▼

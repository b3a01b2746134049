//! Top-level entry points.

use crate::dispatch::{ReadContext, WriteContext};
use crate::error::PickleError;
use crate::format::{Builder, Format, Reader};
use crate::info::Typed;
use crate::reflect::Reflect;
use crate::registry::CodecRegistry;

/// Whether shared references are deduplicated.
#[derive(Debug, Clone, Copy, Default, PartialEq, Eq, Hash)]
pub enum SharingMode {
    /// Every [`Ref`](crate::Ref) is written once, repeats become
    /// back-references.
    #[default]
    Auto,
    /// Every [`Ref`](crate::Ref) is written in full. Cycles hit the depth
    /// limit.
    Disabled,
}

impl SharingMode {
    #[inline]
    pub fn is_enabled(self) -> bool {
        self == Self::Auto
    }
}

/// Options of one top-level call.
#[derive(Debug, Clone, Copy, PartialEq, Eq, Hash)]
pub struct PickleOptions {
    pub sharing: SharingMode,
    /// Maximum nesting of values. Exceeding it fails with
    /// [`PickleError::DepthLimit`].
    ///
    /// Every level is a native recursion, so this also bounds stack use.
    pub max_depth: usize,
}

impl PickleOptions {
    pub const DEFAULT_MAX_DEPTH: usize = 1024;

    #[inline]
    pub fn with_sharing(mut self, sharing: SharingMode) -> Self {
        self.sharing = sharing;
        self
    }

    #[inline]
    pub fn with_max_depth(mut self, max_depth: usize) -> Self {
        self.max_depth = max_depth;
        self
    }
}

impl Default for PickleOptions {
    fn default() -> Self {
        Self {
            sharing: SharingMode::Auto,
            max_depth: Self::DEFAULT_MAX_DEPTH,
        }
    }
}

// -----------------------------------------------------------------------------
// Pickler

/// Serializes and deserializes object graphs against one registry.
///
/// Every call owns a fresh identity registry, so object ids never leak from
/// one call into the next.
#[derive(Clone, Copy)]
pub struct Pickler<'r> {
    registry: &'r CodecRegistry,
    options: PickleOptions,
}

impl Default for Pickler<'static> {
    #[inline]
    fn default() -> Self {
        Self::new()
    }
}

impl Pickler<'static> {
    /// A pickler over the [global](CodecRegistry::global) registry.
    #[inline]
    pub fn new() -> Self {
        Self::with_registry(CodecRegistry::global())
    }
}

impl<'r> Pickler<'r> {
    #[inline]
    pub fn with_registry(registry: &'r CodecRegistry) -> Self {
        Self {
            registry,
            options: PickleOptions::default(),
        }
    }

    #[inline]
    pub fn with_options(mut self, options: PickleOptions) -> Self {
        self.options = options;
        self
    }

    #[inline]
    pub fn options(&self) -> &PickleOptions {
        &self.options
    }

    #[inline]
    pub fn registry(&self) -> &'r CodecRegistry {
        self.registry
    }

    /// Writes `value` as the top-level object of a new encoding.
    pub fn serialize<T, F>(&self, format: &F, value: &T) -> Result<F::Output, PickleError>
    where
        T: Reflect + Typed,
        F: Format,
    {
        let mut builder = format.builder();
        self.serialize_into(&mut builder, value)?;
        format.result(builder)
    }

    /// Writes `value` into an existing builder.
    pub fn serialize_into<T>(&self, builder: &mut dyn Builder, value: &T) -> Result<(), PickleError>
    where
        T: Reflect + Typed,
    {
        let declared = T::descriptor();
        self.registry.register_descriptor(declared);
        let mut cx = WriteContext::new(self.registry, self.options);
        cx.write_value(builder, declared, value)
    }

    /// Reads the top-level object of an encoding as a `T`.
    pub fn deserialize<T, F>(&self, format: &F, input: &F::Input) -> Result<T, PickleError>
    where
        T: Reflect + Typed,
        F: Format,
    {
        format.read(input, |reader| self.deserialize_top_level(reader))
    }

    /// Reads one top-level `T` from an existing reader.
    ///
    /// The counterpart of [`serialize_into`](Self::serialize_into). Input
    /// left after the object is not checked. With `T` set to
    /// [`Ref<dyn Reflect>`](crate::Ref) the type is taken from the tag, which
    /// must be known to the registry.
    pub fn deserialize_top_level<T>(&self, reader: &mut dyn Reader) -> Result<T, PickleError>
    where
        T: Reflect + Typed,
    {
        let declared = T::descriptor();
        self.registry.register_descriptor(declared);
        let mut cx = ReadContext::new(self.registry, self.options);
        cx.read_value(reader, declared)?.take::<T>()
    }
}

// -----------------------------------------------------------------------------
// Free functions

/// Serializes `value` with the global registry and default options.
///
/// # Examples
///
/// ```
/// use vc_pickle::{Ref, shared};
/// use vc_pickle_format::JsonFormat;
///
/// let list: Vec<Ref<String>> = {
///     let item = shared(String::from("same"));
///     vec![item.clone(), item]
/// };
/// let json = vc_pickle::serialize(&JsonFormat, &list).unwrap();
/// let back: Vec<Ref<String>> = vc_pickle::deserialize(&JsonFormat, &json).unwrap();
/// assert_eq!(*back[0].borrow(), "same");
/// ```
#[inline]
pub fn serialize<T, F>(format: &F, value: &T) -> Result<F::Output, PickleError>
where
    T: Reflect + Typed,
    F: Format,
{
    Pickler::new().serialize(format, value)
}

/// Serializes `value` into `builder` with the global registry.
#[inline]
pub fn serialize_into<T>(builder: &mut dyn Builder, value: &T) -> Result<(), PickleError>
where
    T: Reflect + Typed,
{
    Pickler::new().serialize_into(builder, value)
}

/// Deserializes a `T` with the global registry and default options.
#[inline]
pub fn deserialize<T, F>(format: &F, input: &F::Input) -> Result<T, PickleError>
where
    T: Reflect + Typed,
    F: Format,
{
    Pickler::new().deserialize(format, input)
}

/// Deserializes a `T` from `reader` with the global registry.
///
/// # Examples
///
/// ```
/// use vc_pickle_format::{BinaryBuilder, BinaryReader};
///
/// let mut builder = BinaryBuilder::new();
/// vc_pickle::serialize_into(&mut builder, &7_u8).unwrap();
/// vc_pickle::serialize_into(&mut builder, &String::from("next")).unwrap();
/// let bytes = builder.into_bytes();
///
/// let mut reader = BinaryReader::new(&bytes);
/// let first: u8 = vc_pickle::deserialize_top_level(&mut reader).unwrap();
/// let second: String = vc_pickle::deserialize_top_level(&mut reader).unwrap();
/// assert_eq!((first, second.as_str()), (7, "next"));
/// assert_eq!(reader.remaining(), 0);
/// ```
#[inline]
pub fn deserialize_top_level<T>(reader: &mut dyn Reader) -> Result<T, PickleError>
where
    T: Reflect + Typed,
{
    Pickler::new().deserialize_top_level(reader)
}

▲
▼

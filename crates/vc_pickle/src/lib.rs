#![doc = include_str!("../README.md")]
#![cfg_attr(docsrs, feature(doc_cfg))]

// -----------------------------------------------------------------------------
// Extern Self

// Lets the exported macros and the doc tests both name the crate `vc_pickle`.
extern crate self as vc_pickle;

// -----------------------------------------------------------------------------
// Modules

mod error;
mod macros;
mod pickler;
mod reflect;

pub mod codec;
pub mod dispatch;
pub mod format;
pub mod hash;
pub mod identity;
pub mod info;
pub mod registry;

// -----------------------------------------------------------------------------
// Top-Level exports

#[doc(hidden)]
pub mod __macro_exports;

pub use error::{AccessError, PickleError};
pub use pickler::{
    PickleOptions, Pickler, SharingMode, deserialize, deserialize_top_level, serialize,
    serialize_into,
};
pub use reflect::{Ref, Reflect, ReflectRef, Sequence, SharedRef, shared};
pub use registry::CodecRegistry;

▲
▼

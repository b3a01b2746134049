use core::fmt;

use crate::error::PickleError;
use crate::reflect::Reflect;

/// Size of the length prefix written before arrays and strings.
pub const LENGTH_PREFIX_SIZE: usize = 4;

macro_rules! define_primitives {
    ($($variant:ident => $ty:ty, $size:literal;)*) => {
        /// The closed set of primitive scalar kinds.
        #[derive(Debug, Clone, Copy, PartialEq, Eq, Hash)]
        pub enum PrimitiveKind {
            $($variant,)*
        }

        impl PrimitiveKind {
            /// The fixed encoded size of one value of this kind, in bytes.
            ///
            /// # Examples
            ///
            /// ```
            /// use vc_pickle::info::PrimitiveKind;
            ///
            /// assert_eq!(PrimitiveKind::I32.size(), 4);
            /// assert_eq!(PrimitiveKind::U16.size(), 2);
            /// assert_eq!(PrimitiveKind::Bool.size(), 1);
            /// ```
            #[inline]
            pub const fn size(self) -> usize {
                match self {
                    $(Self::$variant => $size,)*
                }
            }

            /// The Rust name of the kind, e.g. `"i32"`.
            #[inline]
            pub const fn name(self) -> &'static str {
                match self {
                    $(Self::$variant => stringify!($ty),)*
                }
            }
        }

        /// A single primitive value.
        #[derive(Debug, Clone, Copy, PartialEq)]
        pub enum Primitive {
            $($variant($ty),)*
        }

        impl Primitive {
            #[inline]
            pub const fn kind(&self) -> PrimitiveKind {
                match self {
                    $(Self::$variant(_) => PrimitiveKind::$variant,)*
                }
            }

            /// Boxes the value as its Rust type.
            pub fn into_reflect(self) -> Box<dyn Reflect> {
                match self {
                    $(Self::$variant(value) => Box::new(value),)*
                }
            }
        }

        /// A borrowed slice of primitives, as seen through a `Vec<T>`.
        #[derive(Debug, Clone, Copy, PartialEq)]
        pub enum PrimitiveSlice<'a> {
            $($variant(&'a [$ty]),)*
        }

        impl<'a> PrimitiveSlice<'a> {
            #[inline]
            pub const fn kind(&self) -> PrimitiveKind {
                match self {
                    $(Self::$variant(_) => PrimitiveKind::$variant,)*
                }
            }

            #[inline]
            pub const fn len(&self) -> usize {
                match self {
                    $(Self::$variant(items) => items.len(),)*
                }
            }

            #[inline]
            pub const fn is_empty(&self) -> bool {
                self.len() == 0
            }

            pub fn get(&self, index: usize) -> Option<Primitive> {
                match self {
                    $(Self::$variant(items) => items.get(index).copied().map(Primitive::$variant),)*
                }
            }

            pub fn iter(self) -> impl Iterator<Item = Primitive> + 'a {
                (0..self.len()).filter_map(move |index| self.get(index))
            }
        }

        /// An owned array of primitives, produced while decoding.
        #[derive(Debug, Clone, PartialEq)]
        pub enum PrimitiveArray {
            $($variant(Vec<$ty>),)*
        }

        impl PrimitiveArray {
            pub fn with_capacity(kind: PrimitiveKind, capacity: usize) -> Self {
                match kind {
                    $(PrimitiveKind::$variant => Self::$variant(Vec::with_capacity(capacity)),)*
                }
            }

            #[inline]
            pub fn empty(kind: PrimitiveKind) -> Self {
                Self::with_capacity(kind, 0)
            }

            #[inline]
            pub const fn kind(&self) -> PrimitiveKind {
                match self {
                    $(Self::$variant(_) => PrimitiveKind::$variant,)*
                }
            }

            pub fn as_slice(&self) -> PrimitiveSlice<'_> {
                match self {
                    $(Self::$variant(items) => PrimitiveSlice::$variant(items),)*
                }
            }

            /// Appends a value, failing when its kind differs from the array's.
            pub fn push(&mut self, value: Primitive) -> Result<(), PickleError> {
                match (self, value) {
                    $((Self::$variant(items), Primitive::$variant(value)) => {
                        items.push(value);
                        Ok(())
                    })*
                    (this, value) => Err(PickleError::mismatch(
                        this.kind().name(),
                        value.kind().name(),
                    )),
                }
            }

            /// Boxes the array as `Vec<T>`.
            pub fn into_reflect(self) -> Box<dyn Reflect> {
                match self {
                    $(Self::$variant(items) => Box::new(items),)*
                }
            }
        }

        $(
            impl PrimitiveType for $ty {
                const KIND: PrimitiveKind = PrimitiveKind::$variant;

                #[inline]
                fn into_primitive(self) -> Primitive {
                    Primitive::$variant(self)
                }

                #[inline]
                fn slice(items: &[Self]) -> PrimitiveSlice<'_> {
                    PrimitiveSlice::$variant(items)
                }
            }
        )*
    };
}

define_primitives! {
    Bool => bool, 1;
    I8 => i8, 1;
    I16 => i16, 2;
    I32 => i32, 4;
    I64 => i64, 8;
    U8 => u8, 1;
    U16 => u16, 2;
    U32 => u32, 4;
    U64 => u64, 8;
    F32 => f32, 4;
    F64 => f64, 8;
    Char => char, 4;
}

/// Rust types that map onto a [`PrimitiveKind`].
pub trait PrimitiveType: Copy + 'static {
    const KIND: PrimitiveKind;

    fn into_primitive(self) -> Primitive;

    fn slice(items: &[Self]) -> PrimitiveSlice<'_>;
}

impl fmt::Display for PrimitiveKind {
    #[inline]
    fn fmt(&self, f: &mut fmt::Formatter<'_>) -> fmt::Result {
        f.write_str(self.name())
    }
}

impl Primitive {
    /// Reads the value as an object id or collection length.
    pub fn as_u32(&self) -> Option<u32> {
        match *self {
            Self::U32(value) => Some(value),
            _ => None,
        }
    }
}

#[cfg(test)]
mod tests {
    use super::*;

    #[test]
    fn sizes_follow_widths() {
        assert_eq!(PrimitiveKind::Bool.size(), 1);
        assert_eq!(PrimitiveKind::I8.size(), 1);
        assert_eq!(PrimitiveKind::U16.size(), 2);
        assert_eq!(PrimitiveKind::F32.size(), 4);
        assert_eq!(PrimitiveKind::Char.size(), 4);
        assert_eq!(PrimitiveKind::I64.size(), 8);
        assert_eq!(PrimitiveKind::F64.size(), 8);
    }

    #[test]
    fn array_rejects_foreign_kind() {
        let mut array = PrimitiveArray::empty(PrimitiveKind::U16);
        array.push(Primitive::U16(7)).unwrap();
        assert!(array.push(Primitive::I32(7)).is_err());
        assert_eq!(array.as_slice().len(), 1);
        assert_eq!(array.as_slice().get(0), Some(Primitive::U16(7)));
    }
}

▲

**WORK TO COMPLETE**
Which lines of the listing contain the string "written"? Copy each of them.

**SOLVED EXERCISE**
    /// Every [`Ref`](crate::Ref) is written once, repeats become
    /// Every [`Ref`](crate::Ref) is written in full. Cycles hit the depth
/// Size of the length prefix written before arrays and strings.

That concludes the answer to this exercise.